Scottish-born, LA-based smooth jazz sax man, Richard Elliot has enjoyed an illustrious career. It began to take off in the 80s when he was part of powerhouse soul and funk stars Tower of Power. There followed solo success first with Blue Note then a succession of other leading jazz labels. At the same time he was the go-to session and road saxophonist for people like Smokey Robinson and the Temptations. Now some 20 or so solo albums down the line, Elliot launches his latest effort – ‘Summer Madness’, an album, he says, that goes back to his soul and funk roots: “When I was growing up in the ’70s and first learning to play the saxophone, I was mostly attracted to instrumentally based R&B and to jazz that had R&B roots. This new record definitely goes down that path, leaning more on the funk side.”
Elliot’s ten tracker is named for his cover of Kool and the Gang’s gentle anthem and the sax star treats it respectfully… a classic slice of contemporary smooth jazz, if you would. The long player offers two more covers. First there’s Elliot’s take on Spyro Gyra’s ‘Cachaca’ which has some live atmospherics; then there’s a reading of Carlos Santana’s ‘Europa’. This, we’re told, is Elliot’s homage to one of his heroes and inspirations, the late Gato Barbieri—who, of course, covered the tune too. It’s always been a lovely melody and again this new version takes no liberties.
Best of the originals?
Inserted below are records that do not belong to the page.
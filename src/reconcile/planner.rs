//! Groups candidate hosts into provider/region batches

use serde::Serialize;
use std::collections::HashMap;

use crate::models::HostModel;

/// Hosts sharing a key are queried with one provider call
#[derive(Debug, Clone, PartialEq, Eq, Hash, PartialOrd, Ord, Serialize)]
pub struct BatchKey {
    pub provider: String,
    /// Empty when the host's distro has no provider settings
    pub region: String,
}

#[derive(Debug, Clone, PartialEq)]
pub struct Batch {
    pub key: BatchKey,
    pub host_ids: Vec<String>,
}

impl Batch {
    pub fn contains(&self, host_id: &str) -> bool {
        self.host_ids.iter().any(|id| id == host_id)
    }
}

/// Partition `candidates` by (provider, region).
///
/// Batches appear in the order their first host appears, and host ids keep
/// their input order within a batch. Every candidate lands in exactly one batch.
pub fn plan_batches(candidates: &[HostModel]) -> Vec<Batch> {
    let mut index: HashMap<BatchKey, usize> = HashMap::new();
    let mut batches: Vec<Batch> = Vec::new();

    for host in candidates {
        let key = BatchKey {
            provider: host.provider.clone(),
            region: host.region().to_string(),
        };
        match index.get(&key) {
            Some(&i) => batches[i].host_ids.push(host.id.clone()),
            None => {
                index.insert(key.clone(), batches.len());
                batches.push(Batch {
                    key,
                    host_ids: vec![host.id.clone()],
                });
            }
        }
    }

    batches
}
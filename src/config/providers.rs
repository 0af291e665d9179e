//! Provider client configuration

use serde::{Deserialize, Serialize};

/// Which provider status clients to register, and how to reach them
#[derive(Debug, Clone, Serialize, Deserialize)]
#[serde(default)]
pub struct ProvidersConfig {
    pub ec2: Ec2Config,

    /// Register the `static` provider for machines that are always up
    pub static_hosts: bool,
}

impl Default for ProvidersConfig {
    fn default() -> Self {
        Self {
            ec2: Ec2Config::default(),
            static_hosts: true,
        }
    }
}

/// EC2 status queries go through the AWS CLI
#[derive(Debug, Clone, Serialize, Deserialize)]
#[serde(default)]
pub struct Ec2Config {
    pub enabled: bool,

    /// Path to the `aws` executable
    pub aws_bin: String,

    /// Named AWS CLI profile (`--profile`)
    pub profile: Option<String>,
}

impl Default for Ec2Config {
    fn default() -> Self {
        Self {
            enabled: true,
            aws_bin: "aws".to_string(),
            profile: None,
        }
    }
}
//! SQLite implementation of the host store

use async_trait::async_trait;
use chrono::{DateTime, Utc};
use log::{debug, info};
use sqlx::sqlite::{
    SqliteConnectOptions, SqliteJournalMode, SqlitePool, SqlitePoolOptions, SqliteRow,
};
use sqlx::{QueryBuilder, Row, Sqlite};
use std::str::FromStr;
use std::time::Duration;

use super::{CandidateFilter, HostStore};
use crate::errors::StoreError;
use crate::models::{DistroModel, HostEvent, HostModel, HostStatus};

#[derive(Debug, Clone)]
pub struct SqliteHostStore {
    pool: SqlitePool,
}

impl SqliteHostStore {
    pub fn new(pool: SqlitePool) -> Self {
        Self { pool }
    }

    /// Open (creating if needed) the database at `database_url` and run migrations.
    pub async fn connect(database_url: &str) -> Result<Self, StoreError> {
        // WAL lets reconciliation read while other lifecycle jobs write
        let options = SqliteConnectOptions::from_str(database_url)?
            .journal_mode(SqliteJournalMode::Wal)
            .create_if_missing(true)
            .busy_timeout(Duration::from_secs(45));
        let pool = SqlitePoolOptions::new().connect_with(options).await?;
        info!("Connected to host database: {}", database_url);

        let store = Self::new(pool);
        store.migrate().await?;
        Ok(store)
    }

    /// Private in-memory database, mostly for tests and dry runs
    pub async fn in_memory() -> Result<Self, StoreError> {
        // Every connection to :memory: gets its own database, so keep exactly one.
        let pool = SqlitePoolOptions::new()
            .max_connections(1)
            .connect("sqlite::memory:")
            .await?;
        let store = Self::new(pool);
        store.migrate().await?;
        Ok(store)
    }

    pub async fn migrate(&self) -> Result<(), StoreError> {
        sqlx::migrate!("./migrations").run(&self.pool).await?;
        debug!("Host database migrations applied");
        Ok(())
    }

    pub fn pool(&self) -> &SqlitePool {
        &self.pool
    }

    pub async fn insert_host(&self, host: &HostModel) -> Result<(), StoreError> {
        let distro = serde_json::to_string(&host.distro).map_err(|source| StoreError::Distro {
            host_id: host.id.clone(),
            source,
        })?;
        sqlx::query(
            "INSERT INTO host (id, provider, status, distro, termination_time) VALUES (?, ?, ?, ?, ?)",
        )
        .bind(&host.id)
        .bind(&host.provider)
        .bind(host.status.as_str())
        .bind(distro)
        .bind(host.termination_time)
        .execute(&self.pool)
        .await?;
        Ok(())
    }

    pub async fn get_host(&self, host_id: &str) -> Result<Option<HostModel>, StoreError> {
        let row = sqlx::query(
            "SELECT id, provider, status, distro, termination_time FROM host WHERE id = ?",
        )
        .bind(host_id)
        .fetch_optional(&self.pool)
        .await?;
        row.map(|r| host_from_row(&r)).transpose()
    }

    /// Every host regardless of status, in insertion order
    pub async fn list_hosts(&self) -> Result<Vec<HostModel>, StoreError> {
        let rows = sqlx::query(
            "SELECT id, provider, status, distro, termination_time FROM host ORDER BY rowid",
        )
        .fetch_all(&self.pool)
        .await?;
        rows.iter().map(host_from_row).collect()
    }

    pub async fn list_events(&self, host_id: &str) -> Result<Vec<HostEvent>, StoreError> {
        let rows = sqlx::query(
            r#"
            SELECT host_id, timestamp, previous_status, new_status, reason
            FROM host_event
            WHERE host_id = ?
            ORDER BY id
            "#,
        )
        .bind(host_id)
        .fetch_all(&self.pool)
        .await?;

        rows.iter()
            .map(|row| -> Result<HostEvent, StoreError> {
                let host_id: String = row.try_get("host_id")?;
                Ok(HostEvent {
                    timestamp: row.try_get("timestamp")?,
                    previous_status: parse_status(&host_id, row.try_get("previous_status")?)?,
                    new_status: parse_status(&host_id, row.try_get("new_status")?)?,
                    reason: row.try_get("reason")?,
                    host_id,
                })
            })
            .collect()
    }
}

#[async_trait]
impl HostStore for SqliteHostStore {
    async fn find_candidate_hosts(
        &self,
        filter: &CandidateFilter,
    ) -> Result<Vec<HostModel>, StoreError> {
        if filter.statuses.is_empty() {
            return Ok(Vec::new());
        }

        let mut query: QueryBuilder<Sqlite> = QueryBuilder::new(
            "SELECT id, provider, status, distro, termination_time FROM host WHERE status IN (",
        );
        let mut statuses = query.separated(", ");
        for status in &filter.statuses {
            statuses.push_bind(status.as_str());
        }
        statuses.push_unseparated(")");
        if let Some(provider) = &filter.provider {
            query.push(" AND provider = ").push_bind(provider);
        }
        query.push(" ORDER BY rowid");

        let rows = query.build().fetch_all(&self.pool).await?;
        rows.iter().map(host_from_row).collect()
    }

    async fn conditional_update_status(
        &self,
        host_id: &str,
        expected: HostStatus,
        new_status: HostStatus,
    ) -> Result<bool, StoreError> {
        let termination_time: Option<DateTime<Utc>> =
            (new_status == HostStatus::Terminated).then(Utc::now);
        let result = sqlx::query(
            r#"
            UPDATE host
            SET status = ?, termination_time = COALESCE(?, termination_time)
            WHERE id = ? AND status = ?
            "#,
        )
        .bind(new_status.as_str())
        .bind(termination_time)
        .bind(host_id)
        .bind(expected.as_str())
        .execute(&self.pool)
        .await?;

        Ok(result.rows_affected() > 0)
    }

    async fn log_event(&self, event: &HostEvent) -> Result<(), StoreError> {
        sqlx::query(
            r#"
            INSERT INTO host_event (host_id, timestamp, previous_status, new_status, reason)
            VALUES (?, ?, ?, ?, ?)
            "#,
        )
        .bind(&event.host_id)
        .bind(event.timestamp)
        .bind(event.previous_status.as_str())
        .bind(event.new_status.as_str())
        .bind(&event.reason)
        .execute(&self.pool)
        .await?;
        Ok(())
    }
}

fn parse_status(host_id: &str, status: String) -> Result<HostStatus, StoreError> {
    HostStatus::from_str(&status).map_err(|_| StoreError::InvalidStatus {
        host_id: host_id.to_string(),
        status,
    })
}

fn host_from_row(row: &SqliteRow) -> Result<HostModel, StoreError> {
    let id: String = row.try_get("id")?;
    let status = parse_status(&id, row.try_get("status")?)?;
    let distro_json: String = row.try_get("distro")?;
    let distro: DistroModel =
        serde_json::from_str(&distro_json).map_err(|source| StoreError::Distro {
            host_id: id.clone(),
            source,
        })?;

    Ok(HostModel {
        provider: row.try_get("provider")?,
        status,
        distro,
        termination_time: row.try_get("termination_time")?,
        id,
    })
}
//! Applies the lifecycle transition policy to a batch of fetched statuses

use log::{debug, warn};
use std::collections::HashMap;

use super::planner::Batch;
use super::terminator::terminate_unknown_hosts;
use super::{BatchOutcome, BatchResolution, TransitionCounts, apply_transition};
use crate::cloud::ProviderStatus;
use crate::hosts::HostStore;
use crate::models::{HostModel, HostStatus};

/// Status a host should move to given what its provider reports.
///
/// Only `starting` hosts are moved; anything else waits for the subsystem
/// that owns its current state.
pub fn next_status(current: HostStatus, reported: ProviderStatus) -> Option<HostStatus> {
    match current {
        HostStatus::Starting if reported.is_alive() => Some(HostStatus::Provisioning),
        HostStatus::Starting if reported.is_dead() => Some(HostStatus::Terminated),
        _ => None,
    }
}

fn transition_reason(reported: ProviderStatus) -> String {
    format!("provider reports instance {}", reported)
}

/// Apply `statuses` to the hosts in `batch`.
///
/// Requested instances missing from `statuses` are unknown to the provider and
/// are terminated. A store error on one host does not stop the rest of the
/// batch; the batch is then reported as failed.
pub async fn reconcile_batch(
    store: &dyn HostStore,
    candidates: &HashMap<String, HostModel>,
    batch: &Batch,
    statuses: &HashMap<String, ProviderStatus>,
) -> BatchOutcome {
    let mut counts = TransitionCounts::default();
    let mut errors: Vec<String> = Vec::new();
    let mut missing: Vec<String> = Vec::new();

    for host_id in &batch.host_ids {
        let Some(host) = candidates.get(host_id) else {
            warn!("Planned host {} is not in the candidate set", host_id);
            continue;
        };
        let Some(&reported) = statuses.get(host_id) else {
            missing.push(host_id.clone());
            continue;
        };

        let Some(new_status) = next_status(host.status, reported) else {
            debug!(
                "No transition host_id={} status={} provider_status={}",
                host.id, host.status, reported
            );
            continue;
        };

        if let Err(e) = apply_transition(
            store,
            host,
            new_status,
            &transition_reason(reported),
            &mut counts,
        )
        .await
        {
            errors.push(format!("host {}: {}", host.id, e));
        }
    }

    let mut outcome = BatchOutcome {
        resolution: BatchResolution::Reconciled,
        counts,
        failure: None,
    };

    if !missing.is_empty() {
        warn!(
            "Provider did not return {} requested instance(s) provider={} region={}: {:?}",
            missing.len(),
            batch.key.provider,
            batch.key.region,
            missing
        );
        let terminated = terminate_unknown_hosts(
            store,
            candidates,
            batch,
            &missing,
            "instance not returned by provider",
        )
        .await;
        outcome.counts.terminated += terminated.counts.terminated;
        outcome.counts.conflicts += terminated.counts.conflicts;
        if let Some(failure) = terminated.failure {
            errors.push(failure.error);
        }
    }

    if !errors.is_empty() {
        outcome.resolution = BatchResolution::Failed;
        outcome.failure = Some(super::BatchFailure::new(batch, errors.join("; ")));
    }
    outcome
}

#[cfg(test)]
mod tests {
    use super::*;

    #[test]
    fn test_starting_and_running_moves_to_provisioning() {
        assert_eq!(
            next_status(HostStatus::Starting, ProviderStatus::Running),
            Some(HostStatus::Provisioning)
        );
    }

    #[test]
    fn test_starting_and_dead_moves_to_terminated() {
        assert_eq!(
            next_status(HostStatus::Starting, ProviderStatus::Terminated),
            Some(HostStatus::Terminated)
        );
        assert_eq!(
            next_status(HostStatus::Starting, ProviderStatus::Failed),
            Some(HostStatus::Terminated)
        );
    }

    #[test]
    fn test_starting_and_pending_waits() {
        assert_eq!(
            next_status(HostStatus::Starting, ProviderStatus::Initializing),
            None
        );
        assert_eq!(next_status(HostStatus::Starting, ProviderStatus::Unknown), None);
        assert_eq!(next_status(HostStatus::Starting, ProviderStatus::Stopped), None);
    }

    #[test]
    fn test_non_starting_hosts_are_never_moved() {
        let provider_statuses = [
            ProviderStatus::Initializing,
            ProviderStatus::Running,
            ProviderStatus::Stopping,
            ProviderStatus::Stopped,
            ProviderStatus::Terminated,
            ProviderStatus::Failed,
            ProviderStatus::Unknown,
        ];
        for status in HostStatus::ALL {
            if status == HostStatus::Starting {
                continue;
            }
            for reported in provider_statuses {
                assert_eq!(next_status(status, reported), None, "{} / {}", status, reported);
            }
        }
    }
}
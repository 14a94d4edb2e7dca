//! Account records and world-state management built on the batch trie.
pub mod account;
pub mod state;
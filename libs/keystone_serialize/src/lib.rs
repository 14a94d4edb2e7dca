//! Keystone canonical binary serialization primitives.
//!
//! This crate defines the explicit binary format used on the consensus path.
//! Two observers encoding the same logical value must produce the same bytes,
//! so every encoding here is fixed-width where possible and big-endian for
//! integer fields. There is no framework in the middle: the layout of each
//! composite type is spelled out at the call site that composes these
//! primitives.
//!
//! Core concepts:
//! - `KeystoneSerialize`: encodes/decodes a type to/from bytes.
//! - Integers encode big-endian at their natural width (`u64` as 8 bytes,
//!   `u128` as 16 bytes).
//! - `Option<[u8; 32]>` encodes as one marker byte (0=None, 1=Some) followed
//!   by the 32 bytes if present.
//! - `Vec<u8>` encodes as a `u32` big-endian length prefix followed by the
//!   raw bytes.
//!
//! Malformed input always surfaces as `std::io::ErrorKind::InvalidData`.

/// Serialize/deserialize a type using Keystone's canonical binary format.
pub trait KeystoneSerialize: Sized {
    fn serialize_keystone(&self) -> Result<Vec<u8>, std::io::Error>;
    fn deserialize_keystone(data: &[u8]) -> Result<Self, std::io::Error>;
}

/// Shorthand for the error every decoder returns on bad input.
pub fn malformed(reason: &str) -> std::io::Error {
    std::io::Error::new(std::io::ErrorKind::InvalidData, reason)
}

/// Borrow exactly `n` bytes from the front of `data`, or fail.
pub fn take_exact<'a>(data: &'a [u8], n: usize, what: &str) -> Result<&'a [u8], std::io::Error> {
    if data.len() < n {
        return Err(malformed(what));
    }
    Ok(&data[..n])
}

impl KeystoneSerialize for u64 {
    fn serialize_keystone(&self) -> Result<Vec<u8>, std::io::Error> {
        Ok(self.to_be_bytes().to_vec())
    }

    fn deserialize_keystone(data: &[u8]) -> Result<Self, std::io::Error> {
        let raw = take_exact(data, 8, "u64 needs 8 bytes")?;
        Ok(u64::from_be_bytes(raw.try_into().unwrap()))
    }
}

impl KeystoneSerialize for u128 {
    fn serialize_keystone(&self) -> Result<Vec<u8>, std::io::Error> {
        Ok(self.to_be_bytes().to_vec())
    }

    fn deserialize_keystone(data: &[u8]) -> Result<Self, std::io::Error> {
        let raw = take_exact(data, 16, "u128 needs 16 bytes")?;
        Ok(u128::from_be_bytes(raw.try_into().unwrap()))
    }
}

impl KeystoneSerialize for [u8; 32] {
    fn serialize_keystone(&self) -> Result<Vec<u8>, std::io::Error> {
        Ok(self.to_vec())
    }

    fn deserialize_keystone(data: &[u8]) -> Result<Self, std::io::Error> {
        let raw = take_exact(data, 32, "hash needs 32 bytes")?;
        Ok(raw.try_into().unwrap())
    }
}

impl KeystoneSerialize for Option<[u8; 32]> {
    fn serialize_keystone(&self) -> Result<Vec<u8>, std::io::Error> {
        match self {
            None => Ok(vec![0u8]),
            Some(inner) => {
                let mut buffer = Vec::with_capacity(33);
                buffer.push(1u8);
                buffer.extend_from_slice(inner);
                Ok(buffer)
            }
        }
    }

    fn deserialize_keystone(data: &[u8]) -> Result<Self, std::io::Error> {
        match data.first() {
            Some(0) => Ok(None),
            Some(1) => Ok(Some(<[u8; 32]>::deserialize_keystone(&data[1..])?)),
            _ => Err(malformed("bad option marker")),
        }
    }
}

impl KeystoneSerialize for Vec<u8> {
    fn serialize_keystone(&self) -> Result<Vec<u8>, std::io::Error> {
        if self.len() > u32::MAX as usize {
            return Err(malformed("byte string too long"));
        }
        let mut buffer = Vec::with_capacity(4 + self.len());
        buffer.extend_from_slice(&(self.len() as u32).to_be_bytes());
        buffer.extend_from_slice(self);
        Ok(buffer)
    }

    fn deserialize_keystone(data: &[u8]) -> Result<Self, std::io::Error> {
        let raw = take_exact(data, 4, "length prefix needs 4 bytes")?;
        let len = u32::from_be_bytes(raw.try_into().unwrap()) as usize;
        let body = take_exact(&data[4..], len, "byte string shorter than its prefix")?;
        Ok(body.to_vec())
    }
}

/// Number of bytes `Option<[u8; 32]>` occupies when encoded.
pub fn option_hash_encoded_len(value: &Option<[u8; 32]>) -> usize {
    match value {
        None => 1,
        Some(_) => 33,
    }
}

/// Number of bytes a `Vec<u8>` occupies when encoded.
pub fn bytes_encoded_len(value: &[u8]) -> usize {
    4 + value.len()
}
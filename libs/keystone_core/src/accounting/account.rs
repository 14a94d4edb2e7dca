use std::sync::Arc;

use keystone_crypto::types::{to_hex, StdByteArray};
use keystone_serialize::KeystoneSerialize;

use crate::persistence::Storage;
use crate::primitives::{balance::Balance, errors::StateError};
use crate::trie::{BatchTrie, TrieIterator};

/// Encoded size of an account without a birth place (user account).
const ACCOUNT_BYTES_USER: usize = 16 + 8 + 32;
/// Encoded size of an account with a birth place (contract account).
const ACCOUNT_BYTES_CONTRACT: usize = ACCOUNT_BYTES_USER + 32;

/// One on-chain entity: balance, nonce, per-account variables trie, and (for
/// contracts) the hash of the transaction that created it.
///
/// User and contract accounts are the same record; they differ only in
/// whether `birth_place` is set and whether the variables trie is used. The
/// canonical byte encoding is consensus-critical: equal logical accounts
/// must serialize to identical bytes, because the outer state trie commits
/// to these bytes.
#[derive(Clone)]
pub struct Account {
    balance: Balance,
    nonce: u64,
    /// Per-account storage; its root is committed into the account encoding.
    variables: BatchTrie,
    /// Hash of the creating transaction, for contract accounts.
    birth_place: Option<StdByteArray>,
}

impl Account {
    /// A fresh account with zero balance, zero nonce, and an empty
    /// variables trie over `storage`.
    pub(crate) fn new(storage: Arc<dyn Storage>, birth_place: Option<StdByteArray>) -> Self {
        Account {
            balance: Balance::ZERO,
            nonce: 0,
            variables: BatchTrie::empty(storage),
            birth_place,
        }
    }

    pub fn balance(&self) -> Balance {
        self.balance
    }

    pub fn nonce(&self) -> u64 {
        self.nonce
    }

    /// Root hash of the variables trie.
    pub fn vars_hash(&self) -> StdByteArray {
        self.variables.root_hash()
    }

    /// Hash of the creating transaction; `None` for user accounts.
    pub fn birth_place(&self) -> Option<StdByteArray> {
        self.birth_place
    }

    /// Advance the nonce by one. The nonce never legitimately reaches
    /// 2^64, so wraparound is a fatal caller bug.
    pub fn increment_nonce(&mut self) {
        self.nonce = self
            .nonce
            .checked_add(1)
            .expect("account nonce overflow");
    }

    /// Credit `value`. Overflow of the 128-bit balance domain is fatal.
    pub fn add_balance(&mut self, value: Balance) {
        self.balance = self
            .balance
            .checked_add(value)
            .expect("account balance overflow");
    }

    /// Debit `value`. Fails with `BalanceInsufficient` and leaves the
    /// balance unchanged if the account holds less than `value`.
    pub fn sub_balance(&mut self, value: Balance) -> Result<(), StateError> {
        match self.balance.checked_sub(value) {
            Some(remaining) => {
                self.balance = remaining;
                Ok(())
            }
            None => Err(StateError::BalanceInsufficient(self.balance, value)),
        }
    }

    /// Store `value` under `key` in the variables trie.
    pub fn put(&mut self, key: &[u8], value: &[u8]) -> Result<(), StateError> {
        self.variables.put(key, value)?;
        Ok(())
    }

    /// Read the value stored under `key` in the variables trie.
    pub fn get(&self, key: &[u8]) -> Result<Vec<u8>, StateError> {
        match self.variables.get(key)? {
            Some(value) => Ok(value),
            None => Err(StateError::KeyNotFound),
        }
    }

    /// Remove `key` from the variables trie.
    pub fn del(&mut self, key: &[u8]) -> Result<(), StateError> {
        self.variables.del(key)?;
        Ok(())
    }

    /// Walk every `(key, value)` pair in the variables trie whose key
    /// extends `prefix`.
    pub fn iterator(&self, prefix: &[u8]) -> Result<TrieIterator<'_>, StateError> {
        Ok(self.variables.iterator(prefix)?)
    }

    /// Canonical encoding: balance (16 bytes big-endian), nonce (8 bytes
    /// big-endian), variables root (32 bytes), then the birth place (32
    /// bytes) only if present.
    pub fn to_bytes(&self) -> Result<Vec<u8>, StateError> {
        let mut buffer = Vec::with_capacity(ACCOUNT_BYTES_CONTRACT);
        buffer.extend(self.balance.serialize_keystone()?);
        buffer.extend(self.nonce.serialize_keystone()?);
        buffer.extend_from_slice(&self.vars_hash());
        if let Some(birth_place) = &self.birth_place {
            buffer.extend_from_slice(birth_place);
        }
        Ok(buffer)
    }

    /// Decode an account and open its variables trie, at the decoded root,
    /// against `storage`.
    pub fn from_bytes(raw: &[u8], storage: Arc<dyn Storage>) -> Result<Account, StateError> {
        if raw.len() != ACCOUNT_BYTES_USER && raw.len() != ACCOUNT_BYTES_CONTRACT {
            return Err(StateError::Malformed(format!(
                "account record must be {ACCOUNT_BYTES_USER} or {ACCOUNT_BYTES_CONTRACT} bytes, got {}",
                raw.len()
            )));
        }
        let balance = Balance::from_fixed_bytes(&raw[..16])?;
        let nonce = u64::deserialize_keystone(&raw[16..24])?;
        let vars_hash = <StdByteArray>::deserialize_keystone(&raw[24..56])?;
        let birth_place = if raw.len() == ACCOUNT_BYTES_CONTRACT {
            Some(<StdByteArray>::deserialize_keystone(&raw[56..88])?)
        } else {
            None
        };
        let variables = BatchTrie::new(vars_hash, storage)?;
        Ok(Account {
            balance,
            nonce,
            variables,
            birth_place,
        })
    }

    /// Open a batch on the variables trie. Delegated failures are logged
    /// rather than surfaced; the enclosing state drives the lifecycle.
    pub fn begin_batch(&mut self) {
        if let Err(e) = self.variables.begin_batch() {
            tracing::error!("Failed to begin batch on account variables: {e}");
        }
    }

    /// Commit the variables trie's open batch.
    pub fn commit(&mut self) {
        if let Err(e) = self.variables.commit() {
            tracing::error!("Failed to commit account variables: {e}");
        }
        tracing::debug!(account = ?self, "Account commit");
    }

    /// Roll back the variables trie's open batch.
    pub fn rollback(&mut self) {
        self.variables.rollback();
        tracing::debug!(account = ?self, "Account rollback");
    }
}

impl std::fmt::Debug for Account {
    fn fmt(&self, f: &mut std::fmt::Formatter<'_>) -> std::fmt::Result {
        f.debug_struct("Account")
            .field("balance", &self.balance)
            .field("nonce", &self.nonce)
            .field("vars_hash", &to_hex(&self.vars_hash()))
            .field("birth_place", &self.birth_place.map(|h| to_hex(&h)))
            .finish()
    }
}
Well ‘Breakin’ It Down’ rides a pleasing smooth soul groove, echoed on ‘Harry The Hipster’ (nothing to do with ‘Harry Hippy’ by the way) and ‘Mr Nate’s Wild Ride’ (a showcase for bassist Nathaniel Philips); then there’s ‘West Coast Jam’ – very polite funk but with an attraction in the massed horns of Elliot, producer Rick Braun and extra sax side man Curt Waylee. Indeed, throughout, it’s the use of those three horns that gives ‘Summer Madness’ something a little different.